### EXERCISE OBJECTIVE
In the listing below, print exactly the lines from the first through the one that contains "text_width + self.border_thickness".

### PROVIDED RECORDS
"""

//! Camera-facing text labels anchored to world positions.
//!
//! A `TextSprite` on a world entity gets a UI text node that is re-projected
//! every frame, so it always faces the camera and shrinks with distance.

use bevy::prelude::*;
use bevy::transform::TransformSystem;

use crate::engine::scene::geometry::ray_sphere_distance;

/// Appearance of a text sprite, in canvas pixels before scaling.
#[derive(Debug, Clone, Copy, PartialEq)]
pub struct TextSpriteStyle {
    pub font_size: f32,
    pub border_thickness: f32,
    pub border_color: Color,
    pub background_color: Color,
    pub color: Color,
    pub scale_factor: f32,
}

impl Default for TextSpriteStyle {
    fn default() -> Self {
        Self {
            font_size: 32.0,
            border_thickness: 4.0,
            border_color: Color::NONE,
            background_color: Color::NONE,
            color: Color::WHITE,
            scale_factor: 0.5,
        }
    }
}

/// Average glyph advance as a fraction of the font size.
const GLYPH_ADVANCE: f32 = 0.6;
/// Canvas pixels per world unit at a scale factor of one.
const PIXELS_PER_UNIT: f32 = 10.0;
const MIN_SCREEN_FONT: f32 = 6.0;
const MAX_SCREEN_FONT: f32 = 96.0;

impl TextSpriteStyle {
    pub fn estimated_text_width(&self, text: &str) -> f32 {
        text.chars().count() as f32 * self.font_size * GLYPH_ADVANCE
    }

    /// Canvas holding the text plus a border on every side.
    pub fn canvas_size(&self, text_width: f32) -> Vec2 {
        Vec2::new(
            text_width + self.border_thickness * 2.0,
            self.font_size + self.border_thickness * 2.0,
        )
    }

    /// Where the text baseline starts inside the canvas.
    pub fn text_origin(&self) -> Vec2 {
        Vec2::new(
            self.border_thickness,
            self.font_size + self.border_thickness / 2.0,
        )
    }

    /// Box size and text inset of a label whose text is drawn `font_size`
    /// pixels tall: the canvas scaled from the style's font size.
    pub fn label_box(&self, text: &str, font_size: f32) -> (Vec2, Vec2) {
        let ratio = font_size / self.font_size;
        let canvas = self.canvas_size(self.estimated_text_width(text)) * ratio;
        let origin = self.text_origin() * ratio;
        (canvas, Vec2::new(origin.x, origin.y - font_size))
    }

    /// World-space size of the sprite quad.
    pub fn sprite_scale(&self, text_width: f32) -> Vec3 {
        Vec3::new(
            text_width / PIXELS_PER_UNIT * self.scale_factor,
            self.font_size / PIXELS_PER_UNIT * self.scale_factor,
            1.0,
        )
    }
}

/// World anchor of a text label.
#[derive(Component, Debug, Clone)]
pub struct TextSprite {
    pub text: String,
    pub style: TextSpriteStyle,
    /// Offset from the anchor's global translation.
    pub offset: Vec3,
}

impl TextSprite {
    pub fn new(text: impl Into<String>, style: TextSpriteStyle) -> Self {
        Self {
            text: text.into(),
            style,
            offset: Vec3::ZERO,
        }
    }

    pub fn with_offset(mut self, offset: Vec3) -> Self {
        self.offset = offset;
        self
    }

    pub fn world_height(&self) -> f32 {
        self.style
            .sprite_scale(self.style.estimated_text_width(&self.text))
            .y
    }
}

/// UI node drawing the label of the anchor entity it points at.
#[derive(Component)]
pub struct TextSpriteLabel(pub Entity);

/// Sphere that hides labels behind it.
#[derive(Component, Debug, Clone, Copy)]
pub struct LabelOccluder {
    pub radius: f32,
}

/// True when a sphere sits on the segment from `eye` to `point`.
pub fn is_occluded(eye: Vec3, point: Vec3, spheres: impl IntoIterator<Item = (Vec3, f32)>) -> bool {
    let to_point = point - eye;
    let distance = to_point.length();
    let Some(direction) = to_point.try_normalize() else {
        return false;
    };
    spheres.into_iter().any(|(center, radius)| {
        ray_sphere_distance(eye, direction, center, radius).is_some_and(|t| t < distance)
    })
}

fn place_label(node: &mut Node, style: &TextSpriteStyle, text: &str, font_size: f32) {
    let (size, inset) = style.label_box(text, font_size);
    let border = style.border_thickness * font_size / style.font_size;
    node.width = Val::Px(size.x);
    node.height = Val::Px(size.y);
    node.border = UiRect::all(Val::Px(border));
    node.padding = UiRect::new(
        Val::Px((inset.x - border).max(0.0)),
        Val::ZERO,
        Val::Px((inset.y - border).max(0.0)),
        Val::ZERO,
    );
}

/// Height in pixels of a world-space span seen at `distance` through a
/// perspective camera with vertical `fov` over a viewport `viewport_height` tall.
pub fn projected_height(world_height: f32, distance: f32, fov: f32, viewport_height: f32) -> f32 {
    if distance <= f32::EPSILON {
        return 0.0;
    }
    let visible_height = 2.0 * distance * (fov / 2.0).tan();
    world_height / visible_height * viewport_height
}

pub struct TextSpritePlugin;

impl Plugin for TextSpritePlugin {
    fn build(&self, app: &mut App) {
        app.add_systems(
            PostUpdate,
            (spawn_text_sprite_labels, track_text_sprite_labels)
                .chain()
                .after(TransformSystem::TransformPropagate),
        );
    }
}

fn spawn_text_sprite_labels(mut commands: Commands, sprites: Query<(Entity, &TextSprite), Added<TextSprite>>) {
    for (entity, sprite) in &sprites {
        let style = sprite.style;
        let font_size = style.font_size * style.scale_factor;
        let mut node = Node {
            position_type: PositionType::Absolute,
            overflow: Overflow::visible(),
            ..default()
        };
        place_label(&mut node, &style, &sprite.text, font_size);

        commands
            .spawn((
                node,
                BackgroundColor(style.background_color),
                BorderColor(style.border_color),
                Visibility::Hidden,
                Pickable::IGNORE,
                TextSpriteLabel(entity),
            ))
            .with_child((
                Text::new(sprite.text.clone()),
                TextFont {
                    font_size,
                    ..default()
                },
                TextColor(style.color),
                Pickable::IGNORE,
            ));
    }
}

/// Move each label over its projected anchor, size it by distance and hide
/// it while an occluder stands between it and the camera.
fn track_text_sprite_labels(
    mut commands: Commands,
    cameras: Query<(&Camera, &GlobalTransform, &Projection), With<Camera3d>>,
    anchors: Query<(&GlobalTransform, &TextSprite)>,
    occluders: Query<(Entity, &GlobalTransform, &LabelOccluder)>,
    mut labels: Query<(Entity, &TextSpriteLabel, &mut Node, &mut Visibility, &Children)>,
    mut fonts: Query<&mut TextFont>,
) {
    let camera = cameras
        .iter()
        .filter(|(camera, ..)| camera.is_active)
        .min_by_key(|(camera, ..)| camera.order);

    for (label, anchor, mut node, mut visibility, children) in &mut labels {
        let Ok((anchor_transform, sprite)) = anchors.get(anchor.0) else {
            commands.entity(label).despawn();
            continue;
        };
        let Some((camera, camera_transform, projection)) = camera else {
            visibility.set_if_neq(Visibility::Hidden);
            continue;
        };

        let world = anchor_transform.translation() + sprite.offset;
        let eye = camera_transform.translation();
        let blockers = occluders
            .iter()
            .filter(|(entity, ..)| *entity != anchor.0)
            .map(|(_, transform, occluder)| (transform.translation(), occluder.radius));
        if is_occluded(eye, world, blockers) {
            visibility.set_if_neq(Visibility::Hidden);
            continue;
        }
        let Ok(screen) = camera.world_to_viewport(camera_transform, world) else {
            visibility.set_if_neq(Visibility::Hidden);
            continue;
        };
        visibility.set_if_neq(Visibility::Inherited);

        let style = &sprite.style;
        let font_size = match (projection, camera.logical_viewport_size()) {
            (Projection::Perspective(perspective), Some(viewport)) => {
                projected_height(sprite.world_height(), eye.distance(world), perspective.fov, viewport.y)
                    .clamp(MIN_SCREEN_FONT, MAX_SCREEN_FONT)
            }
            _ => style.font_size * style.scale_factor,
        };
        place_label(&mut node, style, &sprite.text, font_size);
        let (size, _) = style.label_box(&sprite.text, font_size);
        node.left = Val::Px(screen.x - size.x / 2.0);
        node.top = Val::Px(screen.y - size.y);

        if let Some(mut font) = children.first().and_then(|&text| fonts.get_mut(text).ok()) {
            if (font.font_size - font_size).abs() > 0.5 {
                font.font_size = font_size;
            }
        }
    }
}

#[cfg(test)]
mod tests {
    use super::*;

    #[test]
    fn default_style_matches_label_defaults() {
        let style = TextSpriteStyle::default();
        assert_eq!(style.font_size, 32.0);
        assert_eq!(style.border_thickness, 4.0);
        assert_eq!(style.scale_factor, 0.5);
        assert_eq!(style.color, Color::WHITE);
    }

    #[test]
    fn canvas_wraps_text_in_border() {
        let style = TextSpriteStyle::default();
        assert_eq!(style.canvas_size(100.0), Vec2::new(108.0, 40.0));
        assert_eq!(style.text_origin(), Vec2::new(4.0, 34.0));
    }

    #[test]
    fn label_box_scales_canvas_to_screen_font() {
        let style = TextSpriteStyle::default();
        // Four glyphs at 32px make a 76.8px wide canvas before the border.
        let (size, inset) = style.label_box("MARS", 16.0);
        assert!(size.distance(Vec2::new(42.4, 20.0)) < 1e-4);
        assert!(inset.distance(Vec2::new(2.0, 1.0)) < 1e-5);
    }

    #[test]
    fn labels_behind_a_sphere_are_occluded() {
        let eye = Vec3::new(0.0, 0.0, 20.0);
        let sun = [(Vec3::ZERO, 3.0)];

        assert!(is_occluded(eye, Vec3::new(0.0, 0.0, -10.0), sun));
        assert!(!is_occluded(eye, Vec3::new(0.0, 0.0, 10.0), sun));
        assert!(!is_occluded(eye, Vec3::new(0.0, 5.0, -10.0), sun));
        assert!(!is_occluded(eye, eye, sun));
    }

    #[test]
    fn sprite_scale_follows_text_size() {
        let style = TextSpriteStyle {
            font_size: 40.0,
            scale_factor: 0.4,
            ..default()
        };
        let scale = style.sprite_scale(200.0);
        assert!((scale.x - 8.0).abs() < 1e-5);
        assert!((scale.y - 1.6).abs() < 1e-5);
        assert_eq!(scale.z, 1.0);
    }

    #[test]
    fn projection_shrinks_with_distance() {
        let fov = 75f32.to_radians();
        let near = projected_height(1.0, 5.0, fov, 720.0);
        let far = projected_height(1.0, 10.0, fov, 720.0);
        assert!((near - 2.0 * far).abs() < 1e-3);
        assert_eq!(projected_height(1.0, 0.0, fov, 720.0), 0.0);
    }

    #[test]
    fn orphaned_labels_are_removed() {
        let mut app = App::new();
        app.add_systems(Update, (spawn_text_sprite_labels, track_text_sprite_labels).chain());
        let anchor = app
            .world_mut()
            .spawn((
                GlobalTransform::default(),
                TextSprite::new("EARTH", TextSpriteStyle::default()),
            ))
            .id();
        app.update();

        let mut labels = app.world_mut().query::<&TextSpriteLabel>();
        assert_eq!(labels.iter(app.world()).count(), 1);

        app.world_mut().despawn(anchor);
        app.update();
        app.update();

        let mut labels = app.world_mut().query::<&TextSpriteLabel>();
        assert_eq!(labels.iter(app.world()).count(), 0);
    }
}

"""

### ANSWER TO THIS EXERCISE
//! Camera-facing text labels anchored to world positions.
//!
//! A `TextSprite` on a world entity gets a UI text node that is re-projected
//! every frame, so it always faces the camera and shrinks with distance.

use bevy::prelude::*;
use bevy::transform::TransformSystem;

use crate::engine::scene::geometry::ray_sphere_distance;

/// Appearance of a text sprite, in canvas pixels before scaling.
#[derive(Debug, Clone, Copy, PartialEq)]
pub struct TextSpriteStyle {
    pub font_size: f32,
    pub border_thickness: f32,
    pub border_color: Color,
    pub background_color: Color,
    pub color: Color,
    pub scale_factor: f32,
}

impl Default for TextSpriteStyle {
    fn default() -> Self {
        Self {
            font_size: 32.0,
            border_thickness: 4.0,
            border_color: Color::NONE,
            background_color: Color::NONE,
            color: Color::WHITE,
            scale_factor: 0.5,
        }
    }
}

/// Average glyph advance as a fraction of the font size.
const GLYPH_ADVANCE: f32 = 0.6;
/// Canvas pixels per world unit at a scale factor of one.
const PIXELS_PER_UNIT: f32 = 10.0;
const MIN_SCREEN_FONT: f32 = 6.0;
const MAX_SCREEN_FONT: f32 = 96.0;

impl TextSpriteStyle {
    pub fn estimated_text_width(&self, text: &str) -> f32 {
        text.chars().count() as f32 * self.font_size * GLYPH_ADVANCE
    }

    /// Canvas holding the text plus a border on every side.
    pub fn canvas_size(&self, text_width: f32) -> Vec2 {
        Vec2::new(
            text_width + self.border_thickness * 2.0,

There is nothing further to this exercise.